*WHAT NEEDS TO BE DONE*
Copy out exactly the lines below that run from the one holding "filename table-export/src/dataset/version.rs" to the one holding "the step cursor", keeping both of those lines and no others.

*Collected data*

..........

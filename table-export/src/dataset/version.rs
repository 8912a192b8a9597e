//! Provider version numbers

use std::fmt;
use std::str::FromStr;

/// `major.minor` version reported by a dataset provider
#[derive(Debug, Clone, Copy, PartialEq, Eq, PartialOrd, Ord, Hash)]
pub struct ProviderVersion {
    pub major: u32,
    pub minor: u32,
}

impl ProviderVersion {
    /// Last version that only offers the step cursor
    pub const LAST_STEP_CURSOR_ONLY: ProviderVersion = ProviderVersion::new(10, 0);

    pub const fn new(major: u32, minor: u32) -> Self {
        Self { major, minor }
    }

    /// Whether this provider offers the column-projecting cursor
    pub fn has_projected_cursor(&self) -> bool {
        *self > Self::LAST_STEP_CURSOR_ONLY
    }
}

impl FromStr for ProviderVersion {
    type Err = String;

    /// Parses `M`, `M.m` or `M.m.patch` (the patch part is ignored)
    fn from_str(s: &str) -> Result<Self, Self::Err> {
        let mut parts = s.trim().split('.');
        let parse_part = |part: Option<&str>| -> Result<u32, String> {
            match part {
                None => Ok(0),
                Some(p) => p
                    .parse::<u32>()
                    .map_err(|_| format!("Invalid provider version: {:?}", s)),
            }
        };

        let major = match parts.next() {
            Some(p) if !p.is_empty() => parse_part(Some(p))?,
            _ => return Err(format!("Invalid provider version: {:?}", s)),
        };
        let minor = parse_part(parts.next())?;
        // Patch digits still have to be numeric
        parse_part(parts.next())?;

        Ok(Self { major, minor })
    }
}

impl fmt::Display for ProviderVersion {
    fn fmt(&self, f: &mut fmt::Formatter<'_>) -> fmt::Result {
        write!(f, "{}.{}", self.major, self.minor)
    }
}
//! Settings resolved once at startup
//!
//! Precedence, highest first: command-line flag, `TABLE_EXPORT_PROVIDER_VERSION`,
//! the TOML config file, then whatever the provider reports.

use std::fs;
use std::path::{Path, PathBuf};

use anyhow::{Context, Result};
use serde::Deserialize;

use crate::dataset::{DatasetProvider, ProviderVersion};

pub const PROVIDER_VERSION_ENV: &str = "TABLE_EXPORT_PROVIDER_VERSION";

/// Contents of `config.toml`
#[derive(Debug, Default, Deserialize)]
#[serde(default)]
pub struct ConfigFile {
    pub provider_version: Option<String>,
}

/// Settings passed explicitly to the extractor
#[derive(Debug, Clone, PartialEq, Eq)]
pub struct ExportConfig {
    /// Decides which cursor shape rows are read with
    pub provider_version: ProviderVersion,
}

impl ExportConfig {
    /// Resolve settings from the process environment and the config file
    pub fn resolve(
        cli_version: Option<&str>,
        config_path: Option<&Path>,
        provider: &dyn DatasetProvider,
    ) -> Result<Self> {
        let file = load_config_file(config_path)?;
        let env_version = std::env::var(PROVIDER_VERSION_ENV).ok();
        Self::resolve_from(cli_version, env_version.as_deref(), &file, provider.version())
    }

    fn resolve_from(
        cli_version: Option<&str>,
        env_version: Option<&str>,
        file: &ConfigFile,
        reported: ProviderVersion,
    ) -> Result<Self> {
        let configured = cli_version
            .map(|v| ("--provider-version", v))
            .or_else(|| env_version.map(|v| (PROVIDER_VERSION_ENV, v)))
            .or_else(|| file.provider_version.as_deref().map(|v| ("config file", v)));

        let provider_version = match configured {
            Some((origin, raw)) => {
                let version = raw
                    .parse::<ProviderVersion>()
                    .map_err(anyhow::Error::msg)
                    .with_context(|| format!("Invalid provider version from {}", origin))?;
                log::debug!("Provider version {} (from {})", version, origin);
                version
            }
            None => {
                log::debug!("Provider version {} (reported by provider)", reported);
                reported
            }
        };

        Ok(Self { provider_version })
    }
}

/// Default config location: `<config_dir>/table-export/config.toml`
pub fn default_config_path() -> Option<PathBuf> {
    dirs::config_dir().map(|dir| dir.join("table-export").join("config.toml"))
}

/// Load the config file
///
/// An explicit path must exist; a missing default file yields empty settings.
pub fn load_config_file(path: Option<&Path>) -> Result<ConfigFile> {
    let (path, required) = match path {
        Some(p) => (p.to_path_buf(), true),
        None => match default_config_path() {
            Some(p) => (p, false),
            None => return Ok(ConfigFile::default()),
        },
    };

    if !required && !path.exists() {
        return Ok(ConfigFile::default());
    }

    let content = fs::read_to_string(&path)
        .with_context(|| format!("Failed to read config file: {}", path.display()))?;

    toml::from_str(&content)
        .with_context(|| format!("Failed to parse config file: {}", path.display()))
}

..........

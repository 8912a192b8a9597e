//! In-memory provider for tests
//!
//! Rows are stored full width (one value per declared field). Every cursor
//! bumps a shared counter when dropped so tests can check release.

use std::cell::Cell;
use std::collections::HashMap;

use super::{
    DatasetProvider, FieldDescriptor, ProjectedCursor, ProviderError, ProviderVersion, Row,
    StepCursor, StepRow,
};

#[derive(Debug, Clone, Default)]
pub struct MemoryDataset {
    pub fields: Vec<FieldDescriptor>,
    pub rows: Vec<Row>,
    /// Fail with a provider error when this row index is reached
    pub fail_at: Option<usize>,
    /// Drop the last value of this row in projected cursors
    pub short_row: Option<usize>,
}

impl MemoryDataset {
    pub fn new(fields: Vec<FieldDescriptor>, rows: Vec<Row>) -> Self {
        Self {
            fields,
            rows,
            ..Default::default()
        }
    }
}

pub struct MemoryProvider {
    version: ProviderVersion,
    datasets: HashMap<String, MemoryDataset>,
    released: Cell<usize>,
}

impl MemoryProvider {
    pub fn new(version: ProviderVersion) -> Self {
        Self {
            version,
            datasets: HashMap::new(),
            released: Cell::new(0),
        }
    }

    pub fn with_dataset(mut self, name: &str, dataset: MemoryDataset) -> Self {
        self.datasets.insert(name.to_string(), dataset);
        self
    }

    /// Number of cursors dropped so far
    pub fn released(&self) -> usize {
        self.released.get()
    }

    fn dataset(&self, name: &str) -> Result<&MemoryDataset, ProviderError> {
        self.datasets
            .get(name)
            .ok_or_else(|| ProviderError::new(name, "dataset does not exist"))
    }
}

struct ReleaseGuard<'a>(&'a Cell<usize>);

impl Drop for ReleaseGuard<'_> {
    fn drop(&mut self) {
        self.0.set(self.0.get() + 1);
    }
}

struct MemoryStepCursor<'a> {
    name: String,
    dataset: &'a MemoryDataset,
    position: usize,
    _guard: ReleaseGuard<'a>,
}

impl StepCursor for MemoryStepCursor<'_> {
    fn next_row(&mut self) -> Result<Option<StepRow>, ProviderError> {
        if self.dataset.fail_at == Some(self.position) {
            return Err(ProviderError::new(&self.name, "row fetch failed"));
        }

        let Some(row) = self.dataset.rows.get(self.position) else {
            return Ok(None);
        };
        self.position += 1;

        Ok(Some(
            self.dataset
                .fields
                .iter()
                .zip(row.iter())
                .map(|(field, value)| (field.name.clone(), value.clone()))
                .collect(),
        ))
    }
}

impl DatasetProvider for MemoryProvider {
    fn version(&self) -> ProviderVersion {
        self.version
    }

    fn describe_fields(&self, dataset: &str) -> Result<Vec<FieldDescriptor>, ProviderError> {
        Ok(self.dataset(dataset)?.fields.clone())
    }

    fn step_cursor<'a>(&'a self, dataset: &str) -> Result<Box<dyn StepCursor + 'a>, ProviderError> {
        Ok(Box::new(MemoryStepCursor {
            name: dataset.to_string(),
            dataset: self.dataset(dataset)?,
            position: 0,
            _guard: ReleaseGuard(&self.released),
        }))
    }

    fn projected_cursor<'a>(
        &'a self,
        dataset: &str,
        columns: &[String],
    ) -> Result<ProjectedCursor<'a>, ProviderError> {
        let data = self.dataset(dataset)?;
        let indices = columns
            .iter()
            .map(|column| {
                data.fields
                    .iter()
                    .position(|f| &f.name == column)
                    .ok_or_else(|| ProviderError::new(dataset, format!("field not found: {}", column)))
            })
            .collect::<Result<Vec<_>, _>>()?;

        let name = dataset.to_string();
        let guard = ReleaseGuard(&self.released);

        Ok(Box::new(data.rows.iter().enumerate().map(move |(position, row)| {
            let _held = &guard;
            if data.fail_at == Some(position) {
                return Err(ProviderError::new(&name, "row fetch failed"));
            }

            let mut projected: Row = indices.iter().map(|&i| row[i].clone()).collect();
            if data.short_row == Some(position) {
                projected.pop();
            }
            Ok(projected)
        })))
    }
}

..........

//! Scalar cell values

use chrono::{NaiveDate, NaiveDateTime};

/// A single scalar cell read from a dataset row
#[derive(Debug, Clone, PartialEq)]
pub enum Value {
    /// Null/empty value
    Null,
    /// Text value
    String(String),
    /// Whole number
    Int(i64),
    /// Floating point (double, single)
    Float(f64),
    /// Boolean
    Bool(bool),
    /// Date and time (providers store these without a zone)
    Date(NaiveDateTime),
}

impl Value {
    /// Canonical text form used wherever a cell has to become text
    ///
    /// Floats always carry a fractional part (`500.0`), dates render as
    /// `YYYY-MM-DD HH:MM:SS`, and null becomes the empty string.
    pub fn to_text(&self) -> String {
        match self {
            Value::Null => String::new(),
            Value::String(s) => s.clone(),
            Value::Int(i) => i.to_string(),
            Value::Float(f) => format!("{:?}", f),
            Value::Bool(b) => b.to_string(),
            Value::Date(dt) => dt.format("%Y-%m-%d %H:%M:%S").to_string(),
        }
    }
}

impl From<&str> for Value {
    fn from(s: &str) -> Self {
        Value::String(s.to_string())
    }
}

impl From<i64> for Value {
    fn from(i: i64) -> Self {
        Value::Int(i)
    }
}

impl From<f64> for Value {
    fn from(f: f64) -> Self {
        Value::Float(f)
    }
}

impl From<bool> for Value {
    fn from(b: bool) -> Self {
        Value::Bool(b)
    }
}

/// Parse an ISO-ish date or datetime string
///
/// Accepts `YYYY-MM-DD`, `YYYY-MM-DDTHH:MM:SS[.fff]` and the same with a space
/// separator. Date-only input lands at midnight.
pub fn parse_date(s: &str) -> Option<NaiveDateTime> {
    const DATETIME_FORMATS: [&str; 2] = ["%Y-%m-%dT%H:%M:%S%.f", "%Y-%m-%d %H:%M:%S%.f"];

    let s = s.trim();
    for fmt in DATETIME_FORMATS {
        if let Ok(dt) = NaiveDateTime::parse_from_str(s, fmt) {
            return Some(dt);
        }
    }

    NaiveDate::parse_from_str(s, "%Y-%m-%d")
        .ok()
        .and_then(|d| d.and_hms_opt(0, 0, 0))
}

..........

*OUTPUT OF THE TASK*
filename table-export/src/dataset/version.rs
repository 8912a192b8a9597e
//! Provider version numbers

use std::fmt;
use std::str::FromStr;

/// `major.minor` version reported by a dataset provider
#[derive(Debug, Clone, Copy, PartialEq, Eq, PartialOrd, Ord, Hash)]
pub struct ProviderVersion {
    pub major: u32,
    pub minor: u32,
}

impl ProviderVersion {
    /// Last version that only offers the step cursor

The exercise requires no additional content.